┏━━

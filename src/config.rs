//! Configuration for the grok engine.
//!
//! [`GrokConfig`] is the whole configuration surface: which patterns run
//! against which fields, where extra pattern definitions come from, how
//! captures are written back, and how match attempts are bounded in time. It
//! can be built in code with the `with_*` builder methods or deserialized from
//! YAML or JSON.

use crate::error::{GrokError, Result};
use crate::patterns::{PatternSource, DEFAULT_PATTERNS_GLOB};
use crate::timeout::{TimeoutScope, DEFAULT_MONITOR_INTERVAL};
use serde::de::{self, Deserializer, MapAccess, Visitor};
use serde::Deserialize;
use std::collections::BTreeMap;
use std::fmt;
use std::path::{Path, PathBuf};
use std::time::Duration;

/// Default tag added to records that no pattern matched.
pub const DEFAULT_TAG_ON_FAILURE: &str = "_grokparsefailure";

/// Default tag added to records whose matching timed out.
pub const DEFAULT_TAG_ON_TIMEOUT: &str = "_groktimeout";

/// Default per-attempt budget in milliseconds.
pub const DEFAULT_TIMEOUT_MILLIS: u64 = 30_000;

/// Grok engine configuration.
///
/// # Defaults
///
/// | Option | Default |
/// |--------|---------|
/// | `match` | empty |
/// | `patterns_dir` | empty |
/// | `patterns_files_glob` | `"*"` |
/// | `pattern_definitions` | empty |
/// | `named_captures_only` | `true` |
/// | `keep_empty_captures` | `false` |
/// | `break_on_match` | `true` |
/// | `tag_on_failure` | `["_grokparsefailure"]` |
/// | `tag_on_timeout` | `"_groktimeout"` |
/// | `timeout_millis` | `30000` (`0` disables) |
/// | `timeout_scope` | `pattern` |
/// | `overwrite` | empty |
/// | `monitor_interval_millis` | `250` |
/// | `include_builtin_patterns` | `true` |
///
/// # Examples
///
/// ```rust
/// use grok_engine::{GrokConfig, TimeoutScope};
///
/// let config = GrokConfig::from_yaml(r#"
/// match:
///   message:
///     - "%{SYSLOGLINE}"
///     - "%{GREEDYDATA:message}"
///   path: "%{UNIXPATH:file}"
/// timeout_millis: 500
/// timeout_scope: event
/// overwrite: [message]
/// "#)?;
///
/// assert_eq!(config.match_patterns[0].0, "message");
/// assert_eq!(config.match_patterns[1].1, vec!["%{UNIXPATH:file}"]);
/// assert_eq!(config.timeout_scope, TimeoutScope::Event);
///
/// let config = GrokConfig::new()
///     .with_match("message", ["%{IP:client} %{WORD:method}"])
///     .with_break_on_match(false)
///     .without_timeout();
/// assert!(config.timeout().is_none());
/// # Ok::<(), grok_engine::GrokError>(())
/// ```
#[derive(Debug, Clone, PartialEq, Deserialize)]
#[serde(default, deny_unknown_fields)]
pub struct GrokConfig {
    /// Field name -> patterns tried against it, in declaration order.
    #[serde(rename = "match", deserialize_with = "deserialize_match")]
    pub match_patterns: Vec<(String, Vec<String>)>,

    /// Directories (or files) of additional pattern definitions, applied in
    /// order after the built-in patterns.
    pub patterns_dir: Vec<PathBuf>,

    /// File-name glob selecting which files of a pattern directory are loaded.
    pub patterns_files_glob: String,

    /// Inline pattern definitions; these take precedence over every file.
    pub pattern_definitions: BTreeMap<String, String>,

    /// Only `%{SYNTAX:SEMANTIC}` references produce captures.
    pub named_captures_only: bool,

    /// Keep captures that are empty or did not participate in the match.
    pub keep_empty_captures: bool,

    /// Stop at the first matching pattern of a field, and at the first
    /// matching field of a record.
    pub break_on_match: bool,

    #[serde(deserialize_with = "deserialize_one_or_many")]
    pub tag_on_failure: Vec<String>,

    pub tag_on_timeout: String,

    /// Match budget in milliseconds. `0` disables timeouts.
    pub timeout_millis: u64,

    pub timeout_scope: TimeoutScope,

    /// Fields whose existing value is replaced instead of merged.
    pub overwrite: Vec<String>,

    /// Cadence of the timeout monitor in milliseconds.
    pub monitor_interval_millis: u64,

    pub include_builtin_patterns: bool,
}

impl Default for GrokConfig {
    fn default() -> Self {
        Self {
            match_patterns: Vec::new(),
            patterns_dir: Vec::new(),
            patterns_files_glob: DEFAULT_PATTERNS_GLOB.to_string(),
            pattern_definitions: BTreeMap::new(),
            named_captures_only: true,
            keep_empty_captures: false,
            break_on_match: true,
            tag_on_failure: vec![DEFAULT_TAG_ON_FAILURE.to_string()],
            tag_on_timeout: DEFAULT_TAG_ON_TIMEOUT.to_string(),
            timeout_millis: DEFAULT_TIMEOUT_MILLIS,
            timeout_scope: TimeoutScope::default(),
            overwrite: Vec::new(),
            monitor_interval_millis: DEFAULT_MONITOR_INTERVAL.as_millis() as u64,
            include_builtin_patterns: true,
        }
    }
}

impl GrokConfig {
    /// Create a configuration with default settings and no patterns.
    pub fn new() -> Self {
        Self::default()
    }

    /// Parse a YAML document.
    pub fn from_yaml(yaml: &str) -> Result<Self> {
        let config: Self = serde_yaml::from_str(yaml)?;
        config.validate()?;
        Ok(config)
    }

    /// Parse a JSON document.
    pub fn from_json(json: &str) -> Result<Self> {
        let config: Self = serde_json::from_str(json)?;
        config.validate()?;
        Ok(config)
    }

    /// Read and parse a YAML file.
    pub fn from_yaml_file(path: &Path) -> Result<Self> {
        let yaml = std::fs::read_to_string(path)?;
        Self::from_yaml(&yaml)
    }

    /// Check option values that the type system does not.
    pub fn validate(&self) -> Result<()> {
        for (field, patterns) in &self.match_patterns {
            if field.is_empty() {
                return Err(GrokError::Config("match field name is empty".to_string()));
            }
            if patterns.is_empty() {
                return Err(GrokError::Config(format!(
                    "match field '{field}' has no patterns"
                )));
            }
        }
        if self.monitor_interval_millis == 0 {
            return Err(GrokError::Config(
                "monitor_interval_millis must be greater than zero".to_string(),
            ));
        }
        glob::Pattern::new(&self.patterns_files_glob).map_err(|e| GrokError::InvalidGlob {
            glob: self.patterns_files_glob.clone(),
            message: e.to_string(),
        })?;
        Ok(())
    }

    /// Timeout budget, or `None` when disabled.
    pub fn timeout(&self) -> Option<Duration> {
        (self.timeout_millis > 0).then(|| Duration::from_millis(self.timeout_millis))
    }

    pub fn monitor_interval(&self) -> Duration {
        Duration::from_millis(self.monitor_interval_millis)
    }

    /// Whether `field` is configured for overwrite.
    pub fn overwrites(&self, field: &str) -> bool {
        self.overwrite.iter().any(|f| f == field)
    }

    /// Pattern sources in precedence order: built-ins, then each pattern
    /// directory, then inline definitions.
    pub fn registry_sources(&self) -> Vec<PatternSource> {
        let mut sources = Vec::with_capacity(self.patterns_dir.len() + 2);
        if self.include_builtin_patterns {
            sources.push(PatternSource::Builtin);
        }
        for dir in &self.patterns_dir {
            sources.push(PatternSource::dir_with_glob(
                dir.clone(),
                self.patterns_files_glob.clone(),
            ));
        }
        if !self.pattern_definitions.is_empty() {
            sources.push(PatternSource::inline(self.pattern_definitions.clone()));
        }
        sources
    }

    /// Set the patterns for `field`, replacing earlier ones for that field.
    pub fn with_match<I, S>(mut self, field: impl Into<String>, patterns: I) -> Self
    where
        I: IntoIterator<Item = S>,
        S: Into<String>,
    {
        let field = field.into();
        let patterns: Vec<String> = patterns.into_iter().map(Into::into).collect();
        match self.match_patterns.iter_mut().find(|(f, _)| *f == field) {
            Some((_, existing)) => *existing = patterns,
            None => self.match_patterns.push((field, patterns)),
        }
        self
    }

    /// Append one pattern to `field`.
    pub fn with_pattern(mut self, field: impl Into<String>, pattern: impl Into<String>) -> Self {
        let field = field.into();
        let pattern = pattern.into();
        match self.match_patterns.iter_mut().find(|(f, _)| *f == field) {
            Some((_, existing)) => existing.push(pattern),
            None => self.match_patterns.push((field, vec![pattern])),
        }
        self
    }

    pub fn with_patterns_dir(mut self, dir: impl Into<PathBuf>) -> Self {
        self.patterns_dir.push(dir.into());
        self
    }

    pub fn with_patterns_files_glob(mut self, glob: impl Into<String>) -> Self {
        self.patterns_files_glob = glob.into();
        self
    }

    pub fn with_pattern_definition(mut self, name: impl Into<String>, body: impl Into<String>) -> Self {
        self.pattern_definitions.insert(name.into(), body.into());
        self
    }

    pub fn with_named_captures_only(mut self, enable: bool) -> Self {
        self.named_captures_only = enable;
        self
    }

    pub fn with_keep_empty_captures(mut self, enable: bool) -> Self {
        self.keep_empty_captures = enable;
        self
    }

    pub fn with_break_on_match(mut self, enable: bool) -> Self {
        self.break_on_match = enable;
        self
    }

    pub fn with_tag_on_failure<I, S>(mut self, tags: I) -> Self
    where
        I: IntoIterator<Item = S>,
        S: Into<String>,
    {
        self.tag_on_failure = tags.into_iter().map(Into::into).collect();
        self
    }

    pub fn with_tag_on_timeout(mut self, tag: impl Into<String>) -> Self {
        self.tag_on_timeout = tag.into();
        self
    }

    pub fn with_timeout(mut self, timeout: Duration) -> Self {
        self.timeout_millis = timeout.as_millis() as u64;
        self
    }

    /// Disable match timeouts entirely.
    pub fn without_timeout(mut self) -> Self {
        self.timeout_millis = 0;
        self
    }

    pub fn with_timeout_scope(mut self, scope: TimeoutScope) -> Self {
        self.timeout_scope = scope;
        self
    }

    pub fn with_overwrite(mut self, field: impl Into<String>) -> Self {
        self.overwrite.push(field.into());
        self
    }

    pub fn with_monitor_interval(mut self, interval: Duration) -> Self {
        self.monitor_interval_millis = (interval.as_millis() as u64).max(1);
        self
    }

    /// Do not load the built-in pattern library.
    pub fn without_builtin_patterns(mut self) -> Self {
        self.include_builtin_patterns = false;
        self
    }
}

#[derive(Deserialize)]
#[serde(untagged)]
enum OneOrMany {
    One(String),
    Many(Vec<String>),
}

impl From<OneOrMany> for Vec<String> {
    fn from(value: OneOrMany) -> Self {
        match value {
            OneOrMany::One(one) => vec![one],
            OneOrMany::Many(many) => many,
        }
    }
}

fn deserialize_one_or_many<'de, D>(deserializer: D) -> std::result::Result<Vec<String>, D::Error>
where
    D: Deserializer<'de>,
{
    OneOrMany::deserialize(deserializer).map(Into::into)
}

/// Deserialize `match` as an ordered map, keeping document order.
fn deserialize_match<'de, D>(
    deserializer: D,
) -> std::result::Result<Vec<(String, Vec<String>)>, D::Error>
where
    D: Deserializer<'de>,
{
    struct MatchVisitor;

    impl<'de> Visitor<'de> for MatchVisitor {
        type Value = Vec<(String, Vec<String>)>;

        fn expecting(&self, formatter: &mut fmt::Formatter) -> fmt::Result {
            formatter.write_str("a map of field name to pattern or list of patterns")
        }

        fn visit_map<A>(self, mut map: A) -> std::result::Result<Self::Value, A::Error>
        where
            A: MapAccess<'de>,
        {
            let mut fields: Vec<(String, Vec<String>)> = Vec::new();
            while let Some((field, patterns)) = map.next_entry::<String, OneOrMany>()? {
                if fields.iter().any(|(f, _)| *f == field) {
                    return Err(de::Error::custom(format!("duplicate match field '{field}'")));
                }
                fields.push((field, patterns.into()));
            }
            Ok(fields)
        }
    }

    deserializer.deserialize_map(MatchVisitor)
}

┗━━

- TASK BRIEF:
Quote, with nothing altered, all lines from the start of the entries to the line that carries "in time. It", inclusive.

- OUTPUT BELOW:
filename src/config.rs
//! Configuration for the grok engine.
//!
//! [`GrokConfig`] is the whole configuration surface: which patterns run
//! against which fields, where extra pattern definitions come from, how
//! captures are written back, and how match attempts are bounded in time. It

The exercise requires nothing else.